Published: 18 September 2011



Failure to adhere to cardiac medications after acute myocardial infarction (AMI) is associated with increased mortality. Language barriers and preference for traditional medications may predispose certain ethnic groups at high risk for non-adherence. We compared prescribing and adherence to ACE-inhibitors (ACEI), beta-blockers (BB), and statins following AMI among elderly Chinese, South Asian, and Non-Asian patients.


Retrospective-cohort study of elderly AMI survivors (1995-2002) using administrative data from British Columbia.

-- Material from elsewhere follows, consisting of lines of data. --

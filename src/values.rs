//! Value model for decoded FaunaDB responses.
//!
//! Responses are trees of plain JSON data with tagged leaves (`@ref`, `@set`,
//! `@ts`, `@date`, `@bytes`, `@query`). [`Value`] is the decoded form of such a
//! tree. Values compare structurally and are immutable once built.

use std::collections::BTreeMap;
use std::ops::Index;

use base64::prelude::*;
use chrono::{DateTime, NaiveDate, SecondsFormat, Utc};
use serde_json::Number;

use crate::error::{Error, Result};

/// A decoded response value.
#[derive(Debug, Clone, PartialEq, Default)]
pub enum Value {
  #[default]
  Null,
  Bool(bool),
  Number(Number),
  String(String),
  Array(Vec<Value>),
  Object(BTreeMap<String, Value>),
  Ref(Ref),
  Set(SetRef),
  Time(FaunaTime),
  Date(FaunaDate),
  Bytes(Bytes),
  Query(QueryValue),
}

static NULL: Value = Value::Null;

impl Value {
  pub fn is_null(&self) -> bool {
    matches!(self, Value::Null)
  }

  pub fn as_bool(&self) -> Option<bool> {
    match self {
      Value::Bool(b) => Some(*b),
      _ => None,
    }
  }

  pub fn as_i64(&self) -> Option<i64> {
    match self {
      Value::Number(n) => n.as_i64(),
      _ => None,
    }
  }

  pub fn as_f64(&self) -> Option<f64> {
    match self {
      Value::Number(n) => n.as_f64(),
      _ => None,
    }
  }

  pub fn as_str(&self) -> Option<&str> {
    match self {
      Value::String(s) => Some(s),
      _ => None,
    }
  }

  pub fn as_array(&self) -> Option<&Vec<Value>> {
    match self {
      Value::Array(items) => Some(items),
      _ => None,
    }
  }

  pub fn as_object(&self) -> Option<&BTreeMap<String, Value>> {
    match self {
      Value::Object(map) => Some(map),
      _ => None,
    }
  }

  pub fn as_reference(&self) -> Option<&Ref> {
    match self {
      Value::Ref(r) => Some(r),
      _ => None,
    }
  }

  /// Look up a field of an object value.
  pub fn get(&self, key: &str) -> Option<&Value> {
    self.as_object().and_then(|map| map.get(key))
  }
}

impl Index<&str> for Value {
  type Output = Value;

  /// Missing fields and non-objects index to `Null`.
  fn index(&self, key: &str) -> &Value {
    self.get(key).unwrap_or(&NULL)
  }
}

impl Index<usize> for Value {
  type Output = Value;

  fn index(&self, index: usize) -> &Value {
    self
      .as_array()
      .and_then(|items| items.get(index))
      .unwrap_or(&NULL)
  }
}

impl From<bool> for Value {
  fn from(b: bool) -> Self {
    Value::Bool(b)
  }
}

impl From<i64> for Value {
  fn from(n: i64) -> Self {
    Value::Number(n.into())
  }
}

/// Non-finite floats become `Null`.
impl From<f64> for Value {
  fn from(n: f64) -> Self {
    Number::from_f64(n).map(Value::Number).unwrap_or(Value::Null)
  }
}

impl From<&str> for Value {
  fn from(s: &str) -> Self {
    Value::String(s.to_string())
  }
}

impl From<String> for Value {
  fn from(s: String) -> Self {
    Value::String(s)
  }
}

impl<T: Into<Value>> From<Vec<T>> for Value {
  fn from(items: Vec<T>) -> Self {
    Value::Array(items.into_iter().map(Into::into).collect())
  }
}

impl From<BTreeMap<String, Value>> for Value {
  fn from(map: BTreeMap<String, Value>) -> Self {
    Value::Object(map)
  }
}

impl From<Ref> for Value {
  fn from(r: Ref) -> Self {
    Value::Ref(r)
  }
}

impl From<SetRef> for Value {
  fn from(s: SetRef) -> Self {
    Value::Set(s)
  }
}

impl From<FaunaTime> for Value {
  fn from(t: FaunaTime) -> Self {
    Value::Time(t)
  }
}

impl From<FaunaDate> for Value {
  fn from(d: FaunaDate) -> Self {
    Value::Date(d)
  }
}

impl From<Bytes> for Value {
  fn from(b: Bytes) -> Self {
    Value::Bytes(b)
  }
}

impl From<QueryValue> for Value {
  fn from(q: QueryValue) -> Self {
    Value::Query(q)
  }
}

/// Built-in root collections. A reference to one of these carries only an id.
#[derive(Debug, Clone, Copy, PartialEq, Eq, Hash)]
pub enum Native {
  Classes,
  Collections,
  Databases,
  Indexes,
  Functions,
  Roles,
  Keys,
  Tokens,
  Credentials,
  AccessProviders,
}

impl Native {
  pub const ALL: [Native; 10] = [
    Native::Classes,
    Native::Collections,
    Native::Databases,
    Native::Indexes,
    Native::Functions,
    Native::Roles,
    Native::Keys,
    Native::Tokens,
    Native::Credentials,
    Native::AccessProviders,
  ];

  pub fn id(self) -> &'static str {
    match self {
      Native::Classes => "classes",
      Native::Collections => "collections",
      Native::Databases => "databases",
      Native::Indexes => "indexes",
      Native::Functions => "functions",
      Native::Roles => "roles",
      Native::Keys => "keys",
      Native::Tokens => "tokens",
      Native::Credentials => "credentials",
      Native::AccessProviders => "access_providers",
    }
  }

  pub fn from_id(id: &str) -> Option<Native> {
    Native::ALL.into_iter().find(|n| n.id() == id)
  }

  /// Name of the function that lists this root, e.g. `Collections`.
  pub fn plural_name(self) -> &'static str {
    match self {
      Native::Classes => "Classes",
      Native::Collections => "Collections",
      Native::Databases => "Databases",
      Native::Indexes => "Indexes",
      Native::Functions => "Functions",
      Native::Roles => "Roles",
      Native::Keys => "Keys",
      Native::Tokens => "Tokens",
      Native::Credentials => "Credentials",
      Native::AccessProviders => "AccessProviders",
    }
  }

  /// Name of the function that builds a member reference, e.g. `Collection`.
  pub fn singular_name(self) -> Option<&'static str> {
    match self {
      Native::Classes => Some("Class"),
      Native::Collections => Some("Collection"),
      Native::Databases => Some("Database"),
      Native::Indexes => Some("Index"),
      Native::Functions => Some("Function"),
      Native::Roles => Some("Role"),
      Native::AccessProviders => Some("AccessProvider"),
      Native::Keys | Native::Tokens | Native::Credentials => None,
    }
  }

  pub fn to_ref(self) -> Ref {
    Ref::new(self.id())
  }
}

impl From<Native> for Ref {
  fn from(n: Native) -> Self {
    n.to_ref()
  }
}

/// A reference to a document, schema object or native root.
#[derive(Debug, Clone, PartialEq, Eq, Hash)]
pub struct Ref {
  id: String,
  collection: Option<Box<Ref>>,
  database: Option<Box<Ref>>,
}

impl Ref {
  pub fn new(id: impl Into<String>) -> Self {
    Self {
      id: id.into(),
      collection: None,
      database: None,
    }
  }

  pub fn with_collection(id: impl Into<String>, collection: Ref) -> Self {
    Self {
      id: id.into(),
      collection: Some(Box::new(collection)),
      database: None,
    }
  }

  pub fn with_database(mut self, database: Ref) -> Self {
    self.database = Some(Box::new(database));
    self
  }

  /// Reference to the collection `name`.
  pub fn collection_named(name: impl Into<String>) -> Self {
    Self::with_collection(name, Native::Collections.to_ref())
  }

  /// Reference to the index `name`.
  pub fn index_named(name: impl Into<String>) -> Self {
    Self::with_collection(name, Native::Indexes.to_ref())
  }

  /// Reference to the database `name`.
  pub fn database_named(name: impl Into<String>) -> Self {
    Self::with_collection(name, Native::Databases.to_ref())
  }

  /// Reference to the user-defined function `name`.
  pub fn function_named(name: impl Into<String>) -> Self {
    Self::with_collection(name, Native::Functions.to_ref())
  }

  pub fn id(&self) -> &str {
    &self.id
  }

  pub fn collection(&self) -> Option<&Ref> {
    self.collection.as_deref()
  }

  pub fn database(&self) -> Option<&Ref> {
    self.database.as_deref()
  }

  /// The native root this reference names, if it is one.
  pub fn native(&self) -> Option<Native> {
    if self.collection.is_some() {
      return None;
    }
    Native::from_id(&self.id)
  }
}

/// A set reference; wraps the raw query describing the set.
#[derive(Debug, Clone, PartialEq)]
pub struct SetRef(Box<Value>);

impl SetRef {
  pub fn new(value: Value) -> Self {
    Self(Box::new(value))
  }

  pub fn value(&self) -> &Value {
    &self.0
  }
}

/// A timestamp. The ISO-8601 text is kept verbatim so nanoseconds survive.
#[derive(Debug, Clone, PartialEq, Eq, Hash)]
pub struct FaunaTime(String);

impl FaunaTime {
  pub fn new(value: impl Into<String>) -> Self {
    Self(value.into())
  }

  pub fn from_datetime(dt: DateTime<Utc>) -> Self {
    Self(dt.to_rfc3339_opts(SecondsFormat::AutoSi, true))
  }

  pub fn as_str(&self) -> &str {
    &self.0
  }

  pub fn to_datetime(&self) -> Result<DateTime<Utc>> {
    DateTime::parse_from_rfc3339(&self.0)
      .map(|dt| dt.with_timezone(&Utc))
      .map_err(|e| Error::InvalidValue(format!("invalid timestamp {:?}: {}", self.0, e)))
  }
}

impl From<DateTime<Utc>> for FaunaTime {
  fn from(dt: DateTime<Utc>) -> Self {
    Self::from_datetime(dt)
  }
}

/// A calendar date, `YYYY-MM-DD`.
#[derive(Debug, Clone, PartialEq, Eq, Hash)]
pub struct FaunaDate(String);

impl FaunaDate {
  pub fn new(value: impl Into<String>) -> Self {
    Self(value.into())
  }

  pub fn from_naive(date: NaiveDate) -> Self {
    Self(date.format("%Y-%m-%d").to_string())
  }

  pub fn as_str(&self) -> &str {
    &self.0
  }

  pub fn to_naive_date(&self) -> Result<NaiveDate> {
    NaiveDate::parse_from_str(&self.0, "%Y-%m-%d")
      .map_err(|e| Error::InvalidValue(format!("invalid date {:?}: {}", self.0, e)))
  }
}

impl From<NaiveDate> for FaunaDate {
  fn from(date: NaiveDate) -> Self {
    Self::from_naive(date)
  }
}

/// A byte blob. Encodes on the wire as standard base64.
#[derive(Debug, Clone, PartialEq, Eq, Hash, Default)]
pub struct Bytes(Vec<u8>);

impl Bytes {
  pub fn new(bytes: Vec<u8>) -> Self {
    Self(bytes)
  }

  pub fn from_base64(encoded: &str) -> Result<Self> {
    Ok(Self(BASE64_STANDARD.decode(encoded)?))
  }

  /// Accepts a base64 string or an array of byte-sized integers.
  pub fn from_json(value: &serde_json::Value) -> Result<Self> {
    match value {
      serde_json::Value::String(s) => Self::from_base64(s),
      serde_json::Value::Array(items) => items
        .iter()
        .map(|item| {
          item
            .as_u64()
            .and_then(|n| u8::try_from(n).ok())
            .ok_or_else(|| Error::InvalidValue(format!("not a byte: {}", item)))
        })
        .collect::<Result<Vec<u8>>>()
        .map(Self),
      other => Err(Error::InvalidValue(format!(
        "Bytes expects a base64 string or a byte array, got {}",
        other
      ))),
    }
  }

  pub fn to_base64(&self) -> String {
    BASE64_STANDARD.encode(&self.0)
  }

  pub fn as_slice(&self) -> &[u8] {
    &self.0
  }

  pub fn into_vec(self) -> Vec<u8> {
    self.0
  }

  pub fn len(&self) -> usize {
    self.0.len()
  }

  pub fn is_empty(&self) -> bool {
    self.0.is_empty()
  }
}

impl From<Vec<u8>> for Bytes {
  fn from(bytes: Vec<u8>) -> Self {
    Self(bytes)
  }
}

impl From<&[u8]> for Bytes {
  fn from(bytes: &[u8]) -> Self {
    Self(bytes.to_vec())
  }
}

impl<const N: usize> From<[u8; N]> for Bytes {
  fn from(bytes: [u8; N]) -> Self {
    Self(bytes.to_vec())
  }
}

/// A query stored as data, typically a lambda.
#[derive(Debug, Clone, PartialEq)]
pub struct QueryValue(Box<Value>);

impl QueryValue {
  pub fn new(value: Value) -> Self {
    Self(Box::new(value))
  }

  pub fn value(&self) -> &Value {
    &self.0
  }
}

AMI cases and ethnicity were identified using validated ICD-9/10 coding and surname algorithms, respectively. Medication adherence was assessed using the 'proportion of days covered' (PDC) metric with a PDC ≥ 0.80 indicating optimal adherence. The independent effect of ethnicity on adherence was assessed using multivariable modeling, adjusting for socio-demographic and clinical characteristics.


There were 9926 elderly AMI survivors (258 Chinese, 511 South Asian patients). More Chinese patients were prescribed BBs (79.7% vs. 73.1%, p = 0.04) and more South Asian patients were prescribed statins (73.5% vs. 65.2%, p = 0.001). Both Chinese (Odds Ratio [OR] 0.53; 95%CI, 0.39-0.73; p < 0.0001) and South Asian (OR 0.78; 95%CI, 0.61-0.99; p = 0.04) patients were less adherent to ACEI compared to Non-Asian patients. South Asian patients were more adherent to BBs (OR 1.3; 95%CI, 1.04-1.62; p = 0.02). There was no difference in prescribing of ACEI, nor adherence to statins among the ethnicities.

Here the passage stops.